◆ Work required ◆
Write out every line below that contains "async".

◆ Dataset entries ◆
#####

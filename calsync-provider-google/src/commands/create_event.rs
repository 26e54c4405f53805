use anyhow::{Context, Result};
use calsync_core::remote::RemoteEvent;
use calsync_core::remote::protocol::CreateEvent;

use super::authed_api;

pub async fn handle(cmd: CreateEvent) -> Result<RemoteEvent> {
    let api = authed_api(&cmd.remote_config).await?;

    let created = api
        .create_event(&cmd.calendar_id, &cmd.event)
        .await
        .with_context(|| format!("Failed to create event: {}", cmd.event.summary))?;

    Ok(created)
}
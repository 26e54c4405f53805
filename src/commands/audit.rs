use anyhow::Result;
use calsync_core::config::SyncConfig;
use calsync_core::schedule::Schedule;
use std::path::Path;

use crate::render::Render;

pub fn run(config: &SyncConfig, csv: &Path) -> Result<()> {
    let schedule = Schedule::load(csv, &config.category_separators)?;
    let audit = schedule.audit();

    tracing::info!(
        rows = schedule.records.len(),
        categories = audit.by_category.len(),
        issues = audit.issue_count(),
        "Audited schedule"
    );

    println!("{}\n", csv.display());
    println!("{}", audit.render());

    Ok(())
}
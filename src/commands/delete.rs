use anyhow::Result;
use calsync_core::config::SyncConfig;
use calsync_core::engine::delete_calendars;
use calsync_core::remote::{RemoteCalendar, fetch_all_calendars};
use calsync_core::resolver::CalendarFilter;
use owo_colors::OwoColorize;

use crate::render::pluralize;
use crate::utils::tui;

pub async fn run(config: &SyncConfig, pattern: &str, yes: bool) -> Result<()> {
    let filter = CalendarFilter::new(Some(pattern))?;
    let remote = config.remote();
    let executor = super::executor(config, None);

    let mut matches: Vec<RemoteCalendar> = fetch_all_calendars(&remote, &executor)
        .await?
        .into_iter()
        .filter(|c| filter.matches(&c.name))
        .collect();
    matches.sort_by(|a, b| a.name.cmp(&b.name));

    if matches.is_empty() {
        println!("No calendars match '{}'.", pattern);
        return Ok(());
    }

    for calendar in &matches {
        println!("   {} {}", "-".red(), calendar.name.red());
    }

    if !yes {
        tui::confirm_hint(&format!(
            "delete these {} {}",
            matches.len(),
            pluralize("calendar", matches.len())
        ));
        return Ok(());
    }

    let store = super::open_store(config)?;
    let spinner = tui::create_spinner("Deleting calendars".to_string());
    let result = delete_calendars(&remote, &executor, &store, &matches).await;
    spinner.finish_and_clear();

    let deleted = result?;
    println!(
        "\nDeleted {} of {} {}.",
        deleted.len(),
        matches.len(),
        pluralize("calendar", matches.len())
    );

    Ok(())
}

#####

◆ Response for this exercise ◆
pub async fn handle(cmd: CreateEvent) -> Result<RemoteEvent> {
pub async fn run(config: &SyncConfig, pattern: &str, yes: bool) -> Result<()> {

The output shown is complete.